§ Work to complete
Within the material below, how many lines carry the word "ResponseError"? State only the number.

########

use actix_web::{http::StatusCode, HttpResponse, ResponseError};
use std::borrow::Cow;

#[derive(thiserror::Error, Debug)]
pub enum Error {
    #[error("Bad Request: {0}")]
    BadRequest(Cow<'static, str>),
    #[error("Unauthorized: {0}")]
    Unauthorized(Cow<'static, str>),
    #[error("Forbidden: {0}")]
    Forbidden(Cow<'static, str>),
    #[error("Not Found: {0}")]
    NotFound(Cow<'static, str>),
    #[error("Conflict: {0}")]
    Conflict(Cow<'static, str>),
    #[error("Internal Server Error")]
    InternalServer,
}

#[derive(serde::Serialize)]
pub struct ErrorBody {
    pub message: Cow<'static, str>,
}

impl Error {
    pub fn bad_request(msg: impl Into<Cow<'static, str>>) -> Self {
        Self::BadRequest(msg.into())
    }

    pub fn unauthorized(msg: impl Into<Cow<'static, str>>) -> Self {
        Self::Unauthorized(msg.into())
    }
}

impl ResponseError for Error {
    fn status_code(&self) -> StatusCode {
        match *self {
            Error::BadRequest(_) => StatusCode::BAD_REQUEST,
            Error::Unauthorized(_) => StatusCode::UNAUTHORIZED,
            Error::Forbidden(_) => StatusCode::FORBIDDEN,
            Error::NotFound(_) => StatusCode::NOT_FOUND,
            Error::Conflict(_) => StatusCode::CONFLICT,
            Error::InternalServer => StatusCode::INTERNAL_SERVER_ERROR,
        }
    }

    fn error_response(&self) -> HttpResponse {
        let mut res = HttpResponse::build(self.status_code());

        match self {
            // Has Message
            Error::NotFound(msg)
            | Error::Conflict(msg)
            | Error::Unauthorized(msg)
            | Error::BadRequest(msg)
            | Error::Forbidden(msg) => res.json(ErrorBody { message: msg.clone() }),
            // No Message
            Error::InternalServer => {
                res.json(ErrorBody { message: "Internal Server Error".into() })
            }
        }
    }
}

#[derive(thiserror::Error, Debug)]
pub enum SystemError {
    // jwt errors
    #[error("JWT Error")]
    JwtError(#[from] jsonwebtoken::errors::Error),
    // argon2 errors
    #[error("Hash Error")]
    HashError(#[from] argon2::password_hash::Error),
    // sqlx errors
    #[error("Database Error : {0}")]
    DatabaseError(Cow<'static, str>),
    // serde errors
    #[error("JSON Serialization/Deserialization Error")]
    JsonError(#[from] serde_json::Error),
    // Custom Errors
    #[error("Bad Request: {0}")]
    BadRequest(Cow<'static, str>),
    #[error("Unauthorized: {0}")]
    Unauthorized(Cow<'static, str>),
    #[error("Forbidden: {0}")]
    Forbidden(Cow<'static, str>),
    #[error("Database Not Found: {0}")]
    NotFound(Cow<'static, str>),
    #[error("Database Conflict: {0:?}")]
    Conflict(Option<DbErrorMeta>),
    #[error("Internal System Error: {0}")]
    InternalError(Box<dyn std::error::Error + Send + Sync>),
}

/// Constraint names declared in `migrations/`.
pub mod constraint {
    pub const USERS_USERNAME: &str = "uq_users_username";
    pub const USERS_USERNAME_LOWER: &str = "idx_users_username_lower";
    pub const USERS_EMAIL: &str = "uq_users_email";
    pub const FRIENDSHIPS_PAIR: &str = "uq_friendships_pair";
    pub const FRIENDSHIPS_ORDER: &str = "ck_friendships_order";
    pub const FRIENDSHIPS_REQUESTER: &str = "ck_friendships_requester";
    pub const DEBTS_PARTY: &str = "ck_debts_party";
    pub const DEBTS_DISTINCT_PARTIES: &str = "ck_debts_distinct_parties";
    pub const DEBTS_AMOUNT: &str = "ck_debts_amount";
}

fn conflict_message(meta: &Option<DbErrorMeta>) -> Cow<'static, str> {
    let Some(constraint) = meta.as_ref().and_then(|m| m.constraint.as_deref()) else {
        return "Duplicate value".into();
    };

    match constraint {
        constraint::FRIENDSHIPS_PAIR => {
            "Friend request already exists or you are already friends".into()
        }
        constraint::USERS_USERNAME | constraint::USERS_USERNAME_LOWER => {
            "Username already exists".into()
        }
        constraint::USERS_EMAIL => "Email already exists".into(),
        _ => "Duplicate value".into(),
    }
}

pub fn check_message(constraint: Option<&str>) -> Cow<'static, str> {
    match constraint {
        Some(constraint::DEBTS_PARTY) => {
            "A debt must be linked to at least one account".into()
        }
        Some(constraint::DEBTS_DISTINCT_PARTIES) => {
            "Lender and lendee must be different accounts".into()
        }
        Some(constraint::DEBTS_AMOUNT) => "Amount must be positive".into(),
        Some(constraint::FRIENDSHIPS_ORDER) | Some(constraint::FRIENDSHIPS_REQUESTER) => {
            "Invalid friendship participants".into()
        }
        _ => "Invalid value".into(),
    }
}

#[derive(Debug)]
pub struct DbErrorMeta {
    pub code: Option<String>,
    pub constraint: Option<String>,
    pub message: String,
}

#[cfg(test)]
impl DbErrorMeta {
    pub fn unique_violation(constraint: &str) -> Self {
        DbErrorMeta {
            code: Some("23505".to_string()),
            constraint: Some(constraint.to_string()),
            message: format!("duplicate key value violates unique constraint \"{constraint}\""),
        }
    }
}

impl From<SystemError> for Error {
    fn from(value: SystemError) -> Self {
        match value {
            SystemError::BadRequest(msg) => Error::BadRequest(msg),
            SystemError::Unauthorized(msg) => Error::Unauthorized(msg),
            SystemError::Forbidden(msg) => Error::Forbidden(msg),
            SystemError::NotFound(msg) => Error::NotFound(msg),
            SystemError::Conflict(meta) => {
                if let Some(m) = &meta {
                    log::info!("Conflict [{}]: {}", m.code.as_deref().unwrap_or("-"), m.message);
                }
                Error::Conflict(conflict_message(&meta))
            }
            _ => {
                log::error!("Internal Server Error: {:?}", value);
                Error::InternalServer
            }
        }
    }
}

impl From<sqlx::Error> for SystemError {
    fn from(err: sqlx::Error) -> Self {
        if let sqlx::Error::Database(db_err) = &err {
            match db_err.code().as_deref() {
                Some("23505") => {
                    log::info!("Unique violation on {:?}", db_err.constraint());
                    return SystemError::Conflict(Some(DbErrorMeta {
                        code: db_err.code().map(|s| s.to_string()),
                        constraint: db_err.constraint().map(|s| s.to_string()),
                        message: db_err.message().to_string(),
                    }));
                }
                Some("23514") => {
                    log::info!("Check violation on {:?}", db_err.constraint());
                    return SystemError::BadRequest(check_message(db_err.constraint()));
                }
                Some("23503") => {
                    return SystemError::bad_request("Referenced account does not exist");
                }
                _ => {
                    log::error!("Unhandled DB error: {:?}", db_err);
                    return SystemError::DatabaseError(db_err.message().to_string().into());
                }
            }
        }
        log::error!("{:?}", err);
        SystemError::InternalError(Box::new(err))
    }
}

impl SystemError {
    pub fn bad_request(msg: impl Into<Cow<'static, str>>) -> Self {
        Self::BadRequest(msg.into())
    }

    pub fn not_found(msg: impl Into<Cow<'static, str>>) -> Self {
        Self::NotFound(msg.into())
    }

    pub fn unauthorized(msg: impl Into<Cow<'static, str>>) -> Self {
        Self::Unauthorized(msg.into())
    }

    pub fn forbidden(msg: impl Into<Cow<'static, str>>) -> Self {
        Self::Forbidden(msg.into())
    }
}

########

§ Completed task
2